> _Record extracts_
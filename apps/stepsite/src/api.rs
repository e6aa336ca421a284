//! # Preview Server
//!
//! Serves a [`RenderedSite`] from memory so authors can click through the
//! tutorial before publishing.
//!
//! Endpoints:
//! - `GET /health`: `{"status":"ok","pages":N}`
//! - `GET /`: temporary redirect to step 1
//! - `GET {base_path}{file}`: a rendered page, 404 otherwise

use crate::error::AppError;
use crate::site::RenderedSite;
use axum::Router;
use axum::extract::{Path, State};
use axum::http::StatusCode;
use axum::response::{Html, IntoResponse, Redirect, Response};
use axum::routing::get;
use serde::Serialize;
use std::net::SocketAddr;
use std::sync::Arc;
use tower::ServiceBuilder;
use tower_http::trace::TraceLayer;

/// Shared, immutable server state.
pub type SharedSite = Arc<RenderedSite>;

#[derive(Debug, Serialize)]
pub struct HealthResponse {
    pub status: &'static str,
    pub pages: usize,
}

async fn health_handler(State(site): State<SharedSite>) -> axum::Json<HealthResponse> {
    axum::Json(HealthResponse {
        status: "ok",
        pages: site.len(),
    })
}

async fn index_handler(State(site): State<SharedSite>) -> Response {
    match site.start_href() {
        Some(href) => Redirect::temporary(href).into_response(),
        None => not_found(),
    }
}

async fn page_handler(State(site): State<SharedSite>, Path(file): Path<String>) -> Response {
    match site.get(&file) {
        Some(html) => Html(html.to_string()).into_response(),
        None => {
            tracing::debug!(file = %file, "page not found");
            not_found()
        }
    }
}

fn not_found() -> Response {
    (StatusCode::NOT_FOUND, Html("<h1>404 Not Found</h1>\n")).into_response()
}

/// Build the preview router.
pub fn router(site: SharedSite) -> Router {
    let page_route = format!("{}{{file}}", site.base_path());

    Router::new()
        .route("/health", get(health_handler))
        .route("/", get(index_handler))
        .route(&page_route, get(page_handler))
        .layer(ServiceBuilder::new().layer(TraceLayer::new_for_http()))
        .with_state(site)
}

/// Bind `addr` and serve until Ctrl-C.
pub async fn serve(addr: SocketAddr, site: SharedSite) -> Result<(), AppError> {
    let app = router(site);
    let listener = tokio::net::TcpListener::bind(addr)
        .await
        .map_err(|e| AppError::io(addr.to_string(), e))?;

    tracing::info!(%addr, "preview server listening");
    axum::serve(listener, app)
        .with_graceful_shutdown(shutdown_signal())
        .await
        .map_err(|e| AppError::io(addr.to_string(), e))?;

    tracing::info!("preview server stopped");
    Ok(())
}

async fn shutdown_signal() {
    if let Err(err) = tokio::signal::ctrl_c().await {
        tracing::warn!(error = %err, "failed to listen for Ctrl-C");
        std::future::pending::<()>().await;
    }
}
//! # Render
//!
//! Turns parsed pages into complete HTML documents.
//!
//! Output is a pure function of its input: the same page, navigation and
//! options always produce byte-identical HTML.

use crate::navigation::{LinkStyle, Navigation};
use crate::page::{Document, TutorialPage};
use crate::partials::Segment;
use pulldown_cmark::{Options, Parser};

/// CSS class of the previous control.
pub const PREVIOUS_CLASS: &str = "previous-button";

/// CSS class of the advance control.
pub const ADVANCE_CLASS: &str = "advance-button";

/// Site-wide rendering settings.
#[derive(Debug, Clone, PartialEq, Eq)]
pub struct RenderOptions {
    /// Appended to every `<title>`.
    pub site_title: String,
    pub link_style: LinkStyle,
}

impl Default for RenderOptions {
    fn default() -> Self {
        Self {
            site_title: String::from("Tutorial"),
            link_style: LinkStyle::default(),
        }
    }
}

/// Escape text for HTML element content and quoted attribute values.
#[must_use]
pub fn escape_html(text: &str) -> String {
    let mut out = String::with_capacity(text.len());
    for ch in text.chars() {
        match ch {
            '&' => out.push_str("&amp;"),
            '<' => out.push_str("&lt;"),
            '>' => out.push_str("&gt;"),
            '"' => out.push_str("&quot;"),
            '\'' => out.push_str("&#39;"),
            _ => out.push(ch),
        }
    }
    out
}

/// Render author markdown to an HTML fragment.
#[must_use]
pub fn markdown_to_html(input: &str) -> String {
    let mut options = Options::empty();
    options.insert(Options::ENABLE_STRIKETHROUGH);
    options.insert(Options::ENABLE_TABLES);

    let parser = Parser::new_ext(input, options);
    let mut html = String::new();
    pulldown_cmark::html::push_html(&mut html, parser);
    html
}

/// The editor partial: literal text shown as a code sample.
#[must_use]
pub fn render_editor(text: &str) -> String {
    format!(
        "<div class=\"editor\"><pre><code>{}</code></pre></div>\n",
        escape_html(text)
    )
}

fn render_navigation(nav: &Navigation) -> String {
    let mut out = String::from("<nav class=\"step-navigation\">\n");
    if let Some(link) = &nav.previous {
        out.push_str(&format!(
            "<a class=\"{PREVIOUS_CLASS}\" href=\"{}\" rel=\"prev\">{}</a>\n",
            escape_html(&link.href),
            escape_html(&link.label)
        ));
    }
    if let Some(link) = &nav.advance {
        out.push_str(&format!(
            "<a class=\"{ADVANCE_CLASS}\" href=\"{}\" rel=\"next\">{}</a>\n",
            escape_html(&link.href),
            escape_html(&link.label)
        ));
    }
    out.push_str("</nav>\n");
    out
}

fn head(title: &str, description: Option<&str>, options: &RenderOptions) -> String {
    let mut out = String::from("<!DOCTYPE html>\n<html lang=\"en\">\n<head>\n<meta charset=\"utf-8\">\n");
    out.push_str(&format!(
        "<title>{} | {}</title>\n",
        escape_html(title),
        escape_html(&options.site_title)
    ));
    if let Some(description) = description {
        out.push_str(&format!(
            "<meta name=\"description\" content=\"{}\">\n",
            escape_html(description)
        ));
    }
    out.push_str("</head>\n<body>\n");
    out
}

const FOOT: &str = "</body>\n</html>\n";

/// Render one tutorial step as a complete HTML document.
///
/// The navigation footer always follows the body; a control is present only
/// when `nav` carries a link for it.
#[must_use]
pub fn render_step(page: &TutorialPage, nav: &Navigation, options: &RenderOptions) -> String {
    let front = &page.front;
    let mut out = head(&front.title, Some(&front.description), options);

    out.push_str(&format!(
        "<main class=\"tutorial-step\" data-step=\"{}\" data-total-steps=\"{}\">\n",
        front.step, front.total_steps
    ));
    out.push_str(&format!(
        "<header>\n<h1>{}</h1>\n<p class=\"step-counter\">Step {} of {}</p>\n</header>\n",
        escape_html(&front.title),
        front.step,
        front.total_steps
    ));

    out.push_str("<section class=\"step-body\">\n");
    for segment in &page.body.segments {
        match segment {
            Segment::Markdown(text) => out.push_str(&markdown_to_html(text)),
            Segment::Editor(text) => out.push_str(&render_editor(text)),
        }
    }
    out.push_str("</section>\n");

    out.push_str(&render_navigation(nav));
    out.push_str("</main>\n");
    out.push_str(FOOT);
    out
}

/// Render a standalone document.
#[must_use]
pub fn render_document(doc: &Document, options: &RenderOptions) -> String {
    let mut out = head(&doc.meta.title, doc.meta.description.as_deref(), options);
    out.push_str("<main class=\"document\">\n");
    out.push_str(&format!("<h1>{}</h1>\n", escape_html(&doc.meta.title)));
    out.push_str(&markdown_to_html(&doc.markdown));
    out.push_str("</main>\n");
    out.push_str(FOOT);
    out
}

/// A page that immediately sends the browser to `href`.
#[must_use]
pub fn render_redirect(href: &str) -> String {
    let href = escape_html(href);
    format!(
        "<!DOCTYPE html>\n<html lang=\"en\">\n<head>\n<meta charset=\"utf-8\">\n\
         <meta http-equiv=\"refresh\" content=\"0; url={href}\">\n\
         <link rel=\"canonical\" href=\"{href}\">\n</head>\n<body>\n\
         <a href=\"{href}\">Start the tutorial</a>\n</body>\n</html>\n"
    )
}

// =============================================================================
// TESTS
// =============================================================================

> _Assignment_
Copy out the lines above exactly, beginning at the one that contains "pub fn router(site: SharedSite)" and ending at the one that contains "page, navigation and".

> _Written response_
pub fn router(site: SharedSite) -> Router {
    let page_route = format!("{}{{file}}", site.base_path());

    Router::new()
        .route("/health", get(health_handler))
        .route("/", get(index_handler))
        .route(&page_route, get(page_handler))
        .layer(ServiceBuilder::new().layer(TraceLayer::new_for_http()))
        .with_state(site)
}

/// Bind `addr` and serve until Ctrl-C.
pub async fn serve(addr: SocketAddr, site: SharedSite) -> Result<(), AppError> {
    let app = router(site);
    let listener = tokio::net::TcpListener::bind(addr)
        .await
        .map_err(|e| AppError::io(addr.to_string(), e))?;

    tracing::info!(%addr, "preview server listening");
    axum::serve(listener, app)
        .with_graceful_shutdown(shutdown_signal())
        .await
        .map_err(|e| AppError::io(addr.to_string(), e))?;

    tracing::info!("preview server stopped");
    Ok(())
}

async fn shutdown_signal() {
    if let Err(err) = tokio::signal::ctrl_c().await {
        tracing::warn!(error = %err, "failed to listen for Ctrl-C");
        std::future::pending::<()>().await;
    }
}
//! # Render
//!
//! Turns parsed pages into complete HTML documents.
//!
//! Output is a pure function of its input: the same page, navigation and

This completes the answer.